EXERCISE => Determine the number of lines in the listing below in which the word "bool" is present, and state it without comment.

SUPPLIED MATERIAL =>
------------

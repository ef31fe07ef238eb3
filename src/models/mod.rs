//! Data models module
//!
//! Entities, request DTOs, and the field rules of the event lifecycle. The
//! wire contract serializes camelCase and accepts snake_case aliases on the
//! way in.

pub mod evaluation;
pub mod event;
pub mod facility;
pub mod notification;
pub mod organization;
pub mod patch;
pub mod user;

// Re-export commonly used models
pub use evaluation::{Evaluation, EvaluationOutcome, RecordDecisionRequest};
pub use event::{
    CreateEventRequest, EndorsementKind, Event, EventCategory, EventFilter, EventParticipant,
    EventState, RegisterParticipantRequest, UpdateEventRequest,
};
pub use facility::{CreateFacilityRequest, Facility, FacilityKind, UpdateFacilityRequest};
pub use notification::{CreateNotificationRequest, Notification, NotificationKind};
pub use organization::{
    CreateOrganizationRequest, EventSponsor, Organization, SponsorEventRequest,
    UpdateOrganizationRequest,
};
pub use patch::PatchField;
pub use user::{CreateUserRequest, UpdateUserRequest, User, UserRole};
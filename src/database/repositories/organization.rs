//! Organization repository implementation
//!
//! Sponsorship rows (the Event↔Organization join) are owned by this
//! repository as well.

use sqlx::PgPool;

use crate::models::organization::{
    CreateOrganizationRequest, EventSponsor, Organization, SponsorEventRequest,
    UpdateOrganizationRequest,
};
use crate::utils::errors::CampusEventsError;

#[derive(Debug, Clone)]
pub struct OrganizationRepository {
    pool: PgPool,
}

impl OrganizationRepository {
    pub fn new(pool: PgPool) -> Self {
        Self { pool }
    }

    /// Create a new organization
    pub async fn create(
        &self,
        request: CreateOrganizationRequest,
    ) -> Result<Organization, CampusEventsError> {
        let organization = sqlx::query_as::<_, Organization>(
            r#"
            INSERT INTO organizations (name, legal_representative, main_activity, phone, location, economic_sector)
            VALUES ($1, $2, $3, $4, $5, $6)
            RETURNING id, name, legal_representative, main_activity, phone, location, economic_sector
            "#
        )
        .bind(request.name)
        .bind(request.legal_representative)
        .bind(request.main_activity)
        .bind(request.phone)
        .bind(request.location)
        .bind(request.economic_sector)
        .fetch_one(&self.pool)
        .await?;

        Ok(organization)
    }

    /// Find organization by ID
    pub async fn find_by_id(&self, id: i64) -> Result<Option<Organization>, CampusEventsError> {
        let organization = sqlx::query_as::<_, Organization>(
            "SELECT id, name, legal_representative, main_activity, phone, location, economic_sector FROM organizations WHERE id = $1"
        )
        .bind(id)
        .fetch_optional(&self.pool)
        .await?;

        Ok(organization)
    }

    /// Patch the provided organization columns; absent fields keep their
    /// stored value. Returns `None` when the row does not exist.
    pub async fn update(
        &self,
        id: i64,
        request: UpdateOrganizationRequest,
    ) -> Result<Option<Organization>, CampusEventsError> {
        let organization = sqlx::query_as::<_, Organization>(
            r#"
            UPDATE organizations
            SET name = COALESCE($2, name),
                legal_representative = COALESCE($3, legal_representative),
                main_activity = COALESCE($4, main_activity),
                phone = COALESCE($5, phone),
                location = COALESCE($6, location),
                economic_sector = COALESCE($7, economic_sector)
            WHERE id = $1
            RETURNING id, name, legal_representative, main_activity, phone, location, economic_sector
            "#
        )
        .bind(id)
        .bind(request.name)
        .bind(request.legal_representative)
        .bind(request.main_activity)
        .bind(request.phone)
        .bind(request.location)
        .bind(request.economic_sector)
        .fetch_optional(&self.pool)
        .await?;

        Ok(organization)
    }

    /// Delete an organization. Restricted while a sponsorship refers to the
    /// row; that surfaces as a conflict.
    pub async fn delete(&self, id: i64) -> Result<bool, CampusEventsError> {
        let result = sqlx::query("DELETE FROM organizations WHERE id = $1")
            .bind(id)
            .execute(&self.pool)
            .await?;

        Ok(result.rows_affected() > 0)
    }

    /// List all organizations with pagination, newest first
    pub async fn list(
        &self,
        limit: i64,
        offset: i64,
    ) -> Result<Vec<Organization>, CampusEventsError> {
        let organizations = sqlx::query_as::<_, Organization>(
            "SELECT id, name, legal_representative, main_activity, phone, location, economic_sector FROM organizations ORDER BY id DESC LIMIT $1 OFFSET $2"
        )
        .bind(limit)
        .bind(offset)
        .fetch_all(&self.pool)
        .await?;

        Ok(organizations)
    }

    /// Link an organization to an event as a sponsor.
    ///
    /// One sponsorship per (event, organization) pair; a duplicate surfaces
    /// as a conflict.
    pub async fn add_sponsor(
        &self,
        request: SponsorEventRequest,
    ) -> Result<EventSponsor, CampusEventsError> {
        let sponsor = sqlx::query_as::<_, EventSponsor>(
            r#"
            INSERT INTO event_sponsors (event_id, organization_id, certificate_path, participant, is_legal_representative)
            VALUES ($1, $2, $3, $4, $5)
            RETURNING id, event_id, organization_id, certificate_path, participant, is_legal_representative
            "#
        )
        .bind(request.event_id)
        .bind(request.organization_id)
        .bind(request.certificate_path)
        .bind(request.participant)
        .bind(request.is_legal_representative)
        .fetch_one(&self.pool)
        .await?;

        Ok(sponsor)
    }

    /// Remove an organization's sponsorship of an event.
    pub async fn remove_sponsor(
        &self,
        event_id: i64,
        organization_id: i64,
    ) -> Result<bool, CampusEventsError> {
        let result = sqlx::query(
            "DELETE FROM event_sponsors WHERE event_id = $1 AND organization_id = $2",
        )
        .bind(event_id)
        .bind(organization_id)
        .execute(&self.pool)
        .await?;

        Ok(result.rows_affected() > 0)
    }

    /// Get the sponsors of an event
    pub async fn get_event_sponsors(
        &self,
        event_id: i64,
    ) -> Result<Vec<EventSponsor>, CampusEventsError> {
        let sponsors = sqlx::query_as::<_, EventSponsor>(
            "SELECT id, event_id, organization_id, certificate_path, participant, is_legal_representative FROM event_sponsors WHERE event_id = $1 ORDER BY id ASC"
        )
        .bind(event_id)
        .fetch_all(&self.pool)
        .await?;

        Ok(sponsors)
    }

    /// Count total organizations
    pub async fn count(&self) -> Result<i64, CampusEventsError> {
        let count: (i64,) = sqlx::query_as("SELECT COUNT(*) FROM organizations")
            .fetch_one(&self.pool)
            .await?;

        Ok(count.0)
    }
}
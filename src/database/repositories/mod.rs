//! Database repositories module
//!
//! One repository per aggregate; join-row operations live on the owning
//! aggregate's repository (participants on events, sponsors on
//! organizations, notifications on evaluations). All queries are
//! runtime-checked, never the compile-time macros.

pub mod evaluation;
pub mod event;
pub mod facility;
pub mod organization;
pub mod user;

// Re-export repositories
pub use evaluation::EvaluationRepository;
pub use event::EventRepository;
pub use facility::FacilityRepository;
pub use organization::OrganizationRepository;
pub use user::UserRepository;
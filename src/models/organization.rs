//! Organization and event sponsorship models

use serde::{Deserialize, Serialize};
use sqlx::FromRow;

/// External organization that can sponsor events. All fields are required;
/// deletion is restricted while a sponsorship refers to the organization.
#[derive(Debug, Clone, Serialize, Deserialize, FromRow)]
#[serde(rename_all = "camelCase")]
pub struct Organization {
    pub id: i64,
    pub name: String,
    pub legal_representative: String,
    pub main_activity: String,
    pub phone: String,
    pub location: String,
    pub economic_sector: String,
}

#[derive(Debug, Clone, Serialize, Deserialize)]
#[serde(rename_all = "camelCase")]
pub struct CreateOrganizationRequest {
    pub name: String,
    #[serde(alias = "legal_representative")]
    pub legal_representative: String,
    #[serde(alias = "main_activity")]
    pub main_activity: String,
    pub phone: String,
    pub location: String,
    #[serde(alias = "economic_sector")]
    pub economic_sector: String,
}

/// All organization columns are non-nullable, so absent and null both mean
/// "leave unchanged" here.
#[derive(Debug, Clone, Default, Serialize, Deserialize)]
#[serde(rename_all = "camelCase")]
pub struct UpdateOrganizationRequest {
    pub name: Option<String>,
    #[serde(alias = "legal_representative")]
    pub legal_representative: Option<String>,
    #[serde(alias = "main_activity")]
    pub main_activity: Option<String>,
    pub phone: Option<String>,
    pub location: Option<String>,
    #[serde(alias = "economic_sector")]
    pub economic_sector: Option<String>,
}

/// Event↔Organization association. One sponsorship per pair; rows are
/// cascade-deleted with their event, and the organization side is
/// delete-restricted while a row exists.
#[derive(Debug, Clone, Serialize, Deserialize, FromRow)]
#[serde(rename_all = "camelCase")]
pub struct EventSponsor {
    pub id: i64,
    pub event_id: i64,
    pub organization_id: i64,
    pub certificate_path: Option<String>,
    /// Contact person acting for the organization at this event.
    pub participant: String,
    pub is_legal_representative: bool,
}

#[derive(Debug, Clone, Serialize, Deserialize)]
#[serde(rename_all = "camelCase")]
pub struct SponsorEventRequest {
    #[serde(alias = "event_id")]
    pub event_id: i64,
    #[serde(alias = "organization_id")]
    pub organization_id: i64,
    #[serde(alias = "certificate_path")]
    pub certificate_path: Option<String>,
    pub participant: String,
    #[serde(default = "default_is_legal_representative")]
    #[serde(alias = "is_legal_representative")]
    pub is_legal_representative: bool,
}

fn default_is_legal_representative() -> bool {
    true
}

------------

PROBLEM SOLUTION => 5